Saved entries
=-=-=-=-=

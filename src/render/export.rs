use std::path::{Path, PathBuf};

use anyhow::Context;

use crate::foundation::error::{EditorError, EditorResult};
use crate::render::backend::FrameRGBA;
use crate::render::compose::SceneCompositor;
use crate::session::editor::EditorSession;

/// Design id used in file names when no template is baked.
pub const UNTITLED_DESIGN_ID: &str = "design";

/// An encoded PNG ready to be offered for download.
#[derive(Clone, Debug)]
pub struct ExportedImage {
    /// `{brandName}-{templateOrDesignId}.png`.
    pub file_name: String,
    pub width: u32,
    pub height: u32,
    pub png: Vec<u8>,
}

impl ExportedImage {
    /// Write into `dir` under [`ExportedImage::file_name`], creating the directory if needed.
    pub fn write_to(&self, dir: &Path) -> EditorResult<PathBuf> {
        std::fs::create_dir_all(dir)
            .with_context(|| format!("create export dir '{}'", dir.display()))?;
        let path = dir.join(&self.file_name);
        std::fs::write(&path, &self.png)
            .with_context(|| format!("write png to '{}'", path.display()))?;
        Ok(path)
    }
}

/// Composite the session's scene at `pixel_ratio` and encode it as PNG.
#[tracing::instrument(skip(session))]
pub fn export_png(session: &EditorSession, pixel_ratio: f64) -> EditorResult<ExportedImage> {
    let mut compositor = SceneCompositor::new(session.fonts().clone());
    let frame = compositor.render(session.scene(), session.opts().clear_rgba, pixel_ratio)?;
    let png = encode_png(&frame)?;

    let file_name = export_file_name(&session.brand().name, session.template_id());
    tracing::debug!(%file_name, width = frame.width, height = frame.height, bytes = png.len(), "exported");
    Ok(ExportedImage {
        file_name,
        width: frame.width,
        height: frame.height,
        png,
    })
}

/// Encode a frame as straight-alpha RGBA PNG.
pub fn encode_png(frame: &FrameRGBA) -> EditorResult<Vec<u8>> {
    let rgba = frame.to_straight_rgba8();
    let mut out = std::io::Cursor::new(Vec::new());
    image::write_buffer_with_format(
        &mut out,
        &rgba,
        frame.width,
        frame.height,
        image::ColorType::Rgba8,
        image::ImageFormat::Png,
    )
    .map_err(|e| EditorError::render(format!("encode png: {e}")))?;
    Ok(out.into_inner())
}

/// `{brandName}-{templateOrDesignId}.png`, with characters file systems reject replaced by `_`.
pub fn export_file_name(brand_name: &str, template_id: Option<&str>) -> String {
    let brand = sanitize(brand_name);
    let brand = if brand.is_empty() { "brand".to_string() } else { brand };
    let design = sanitize(template_id.unwrap_or(UNTITLED_DESIGN_ID));
    let design = if design.is_empty() {
        UNTITLED_DESIGN_ID.to_string()
    } else {
        design
    };
    format!("{brand}-{design}.png")
}

fn sanitize(s: &str) -> String {
    s.trim()
        .chars()
        .map(|c| match c {
            '/' | '\\' | ':' | '*' | '?' | '"' | '<' | '>' | '|' => '_',
            c if c.is_control() => '_',
            c => c,
        })
        .collect()
}

#[cfg(test)]
#[path = "../../tests/unit/render/export.rs"]
mod tests;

=-=-=-=-=

- **GOAL OF THE EXERCISE**
After finding the line that contains "UNTITLED_DESIGN_ID.to_string()" in the records above, copy that line and each one after it exactly, through the final line.

- **REPLY TO THE TASK**
        UNTITLED_DESIGN_ID.to_string()
    } else {
        design
    };
    format!("{brand}-{design}.png")
}

fn sanitize(s: &str) -> String {
    s.trim()
        .chars()
        .map(|c| match c {
            '/' | '\\' | ':' | '*' | '?' | '"' | '<' | '>' | '|' => '_',
            c if c.is_control() => '_',
            c => c,
        })
        .collect()
}

#[cfg(test)]
#[path = "../../tests/unit/render/export.rs"]
mod tests;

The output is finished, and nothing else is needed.